* [Data for analysis]:
use hupoker_ai::available_ais;
use hupoker_engine::game::GameConfig;
use hupoker_engine::rules::BettingLimit;
use serde::{Deserialize, Serialize};
use std::fs;

#[derive(Debug, Clone, Serialize, Deserialize, PartialEq)]
pub struct Config {
    pub starting_stack: u32,
    pub big_blind: u32,
    pub limit: BettingLimit,
    pub max_hands: u32,
    pub opponent: String,
    pub seed: Option<u64>,
}

#[derive(Debug, Clone, Copy, PartialEq, Eq, Serialize)]
#[serde(rename_all = "lowercase")]
pub enum ValueSource {
    Default,
    File,
    Env,
}

#[derive(Debug, Clone, Copy)]
pub struct ConfigSources {
    pub starting_stack: ValueSource,
    pub big_blind: ValueSource,
    pub limit: ValueSource,
    pub max_hands: ValueSource,
    pub opponent: ValueSource,
    pub seed: ValueSource,
}

impl Default for ConfigSources {
    fn default() -> Self {
        Self {
            starting_stack: ValueSource::Default,
            big_blind: ValueSource::Default,
            limit: ValueSource::Default,
            max_hands: ValueSource::Default,
            opponent: ValueSource::Default,
            seed: ValueSource::Default,
        }
    }
}

#[derive(Debug, Clone)]
pub struct ConfigResolved {
    pub config: Config,
    pub sources: ConfigSources,
}

impl Default for Config {
    fn default() -> Self {
        Self {
            starting_stack: 100,
            big_blind: 10,
            limit: BettingLimit::FixedLimit,
            max_hands: 100,
            opponent: "fish".into(),
            seed: None,
        }
    }
}

#[derive(Debug)]
pub enum ConfigError {
    Io(std::io::Error),
    Parse(toml::de::Error),
    Invalid(String),
}

impl From<std::io::Error> for ConfigError {
    fn from(e: std::io::Error) -> Self {
        ConfigError::Io(e)
    }
}
impl From<toml::de::Error> for ConfigError {
    fn from(e: toml::de::Error) -> Self {
        ConfigError::Parse(e)
    }
}

impl std::fmt::Display for ConfigError {
    fn fmt(&self, f: &mut std::fmt::Formatter<'_>) -> std::fmt::Result {
        match self {
            ConfigError::Io(e) => write!(f, "cannot read config file: {}", e),
            ConfigError::Parse(e) => write!(f, "cannot parse config file: {}", e),
            ConfigError::Invalid(msg) => write!(f, "{}", msg),
        }
    }
}

/// Resolves the configuration from the process environment.
pub fn load_with_sources() -> Result<ConfigResolved, ConfigError> {
    load_from(|key| std::env::var(key).ok())
}

/// Defaults, then the TOML file named by `HUPOKER_CONFIG`, then the
/// `HUPOKER_*` variables. `env` looks a variable up by name.
pub fn load_from<F>(env: F) -> Result<ConfigResolved, ConfigError>
where
    F: Fn(&str) -> Option<String>,
{
    let mut cfg = Config::default();
    let mut sources = ConfigSources::default();
    let var = |key: &str| env(key).filter(|v| !v.trim().is_empty());

    if let Some(path) = var("HUPOKER_CONFIG") {
        let s = fs::read_to_string(path)?;
        let f: FileConfig = toml::from_str(&s)?;
        if let Some(v) = f.starting_stack {
            cfg.starting_stack = v;
            sources.starting_stack = ValueSource::File;
        }
        if let Some(v) = f.big_blind {
            cfg.big_blind = v;
            sources.big_blind = ValueSource::File;
        }
        if let Some(v) = f.limit {
            cfg.limit = v;
            sources.limit = ValueSource::File;
        }
        if let Some(v) = f.max_hands {
            cfg.max_hands = v;
            sources.max_hands = ValueSource::File;
        }
        if let Some(v) = f.opponent {
            cfg.opponent = v;
            sources.opponent = ValueSource::File;
        }
        if let Some(v) = f.seed {
            cfg.seed = Some(v);
            sources.seed = ValueSource::File;
        }
    }

    if let Some(seed) = var("HUPOKER_SEED") {
        cfg.seed = Some(
            seed.trim()
                .parse()
                .map_err(|_| ConfigError::Invalid("Invalid seed".into()))?,
        );
        sources.seed = ValueSource::Env;
    }
    if let Some(bb) = var("HUPOKER_BIG_BLIND") {
        cfg.big_blind = bb
            .trim()
            .parse()
            .map_err(|_| ConfigError::Invalid("Invalid big blind".into()))?;
        sources.big_blind = ValueSource::Env;
    }
    if let Some(stack) = var("HUPOKER_STACK") {
        cfg.starting_stack = stack
            .trim()
            .parse()
            .map_err(|_| ConfigError::Invalid("Invalid starting stack".into()))?;
        sources.starting_stack = ValueSource::Env;
    }
    if let Some(limit) = var("HUPOKER_LIMIT") {
        cfg.limit =
            parse_limit(&limit).ok_or_else(|| ConfigError::Invalid("Invalid limit".into()))?;
        sources.limit = ValueSource::Env;
    }
    if let Some(opponent) = var("HUPOKER_OPPONENT") {
        cfg.opponent = opponent.trim().to_string();
        sources.opponent = ValueSource::Env;
    }

    validate(&cfg)?;
    Ok(ConfigResolved {
        config: cfg,
        sources,
    })
}

/// Table flags given on the command line; each one beats the configuration.
#[derive(Debug, Clone, Copy, Default)]
pub struct TableOverrides {
    pub seed: Option<u64>,
    pub big_blind: Option<u32>,
    pub stack: Option<u32>,
    pub no_limit: bool,
}

/// Fully resolved table settings for one command run.
#[derive(Debug, Clone, Copy, PartialEq, Eq)]
pub struct TableSetup {
    pub seed: u64,
    pub big_blind: u32,
    pub starting_stack: u32,
    pub limit: BettingLimit,
}

impl TableOverrides {
    /// Applies the flags on top of `cfg`. A missing seed is drawn at random
    /// so that it can still be reported.
    pub fn resolve(&self, cfg: &Config) -> Result<TableSetup, ConfigError> {
        let setup = TableSetup {
            seed: self.seed.or(cfg.seed).unwrap_or_else(rand::random),
            big_blind: self.big_blind.unwrap_or(cfg.big_blind),
            starting_stack: self.stack.unwrap_or(cfg.starting_stack),
            limit: if self.no_limit {
                BettingLimit::NoLimit
            } else {
                cfg.limit
            },
        };
        if setup.big_blind < 2 {
            return Err(ConfigError::Invalid("big blind must be >=2".into()));
        }
        if setup.starting_stack == 0 {
            return Err(ConfigError::Invalid("stack must be >0".into()));
        }
        Ok(setup)
    }
}

impl TableSetup {
    pub fn game_config(&self, max_hands: u32) -> GameConfig {
        GameConfig {
            max_hands,
            big_blind: self.big_blind,
            limit: self.limit,
            seed: Some(self.seed),
        }
    }
}

#[derive(Debug, Deserialize)]
struct FileConfig {
    #[serde(default)]
    starting_stack: Option<u32>,
    #[serde(default)]
    big_blind: Option<u32>,
    #[serde(default)]
    limit: Option<BettingLimit>,
    #[serde(default)]
    max_hands: Option<u32>,
    #[serde(default)]
    opponent: Option<String>,
    #[serde(default)]
    seed: Option<u64>,
}

fn validate(cfg: &Config) -> Result<(), ConfigError> {
    if cfg.big_blind < 2 {
        return Err(ConfigError::Invalid(
            "Invalid configuration: big_blind must be >=2".into(),
        ));
    }
    if cfg.starting_stack == 0 {
        return Err(ConfigError::Invalid(
            "Invalid configuration: starting_stack must be >0".into(),
        ));
    }
    if cfg.max_hands == 0 {
        return Err(ConfigError::Invalid(
            "Invalid configuration: max_hands must be >=1".into(),
        ));
    }
    let opponent = cfg.opponent.to_ascii_lowercase();
    if !available_ais().contains(&opponent.as_str()) {
        return Err(ConfigError::Invalid(format!(
            "Invalid configuration: unknown opponent '{}'",
            cfg.opponent
        )));
    }
    Ok(())
}

pub fn parse_limit(s: &str) -> Option<BettingLimit> {
    match s.trim().to_ascii_lowercase().as_str() {
        "fixed" | "fixed-limit" | "limit" => Some(BettingLimit::FixedLimit),
        "no-limit" | "nolimit" | "nl" => Some(BettingLimit::NoLimit),
        _ => None,
    }
}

* [Your objective]: Read the entries and select each line where the word "into" is found.

* [Output of the task]:
            opponent: "fish".into(),
                .map_err(|_| ConfigError::Invalid("Invalid seed".into()))?,
            .map_err(|_| ConfigError::Invalid("Invalid big blind".into()))?;
            .map_err(|_| ConfigError::Invalid("Invalid starting stack".into()))?;
            parse_limit(&limit).ok_or_else(|| ConfigError::Invalid("Invalid limit".into()))?;
            return Err(ConfigError::Invalid("big blind must be >=2".into()));
            return Err(ConfigError::Invalid("stack must be >0".into()));
            "Invalid configuration: big_blind must be >=2".into(),
            "Invalid configuration: starting_stack must be >0".into(),
            "Invalid configuration: max_hands must be >=1".into(),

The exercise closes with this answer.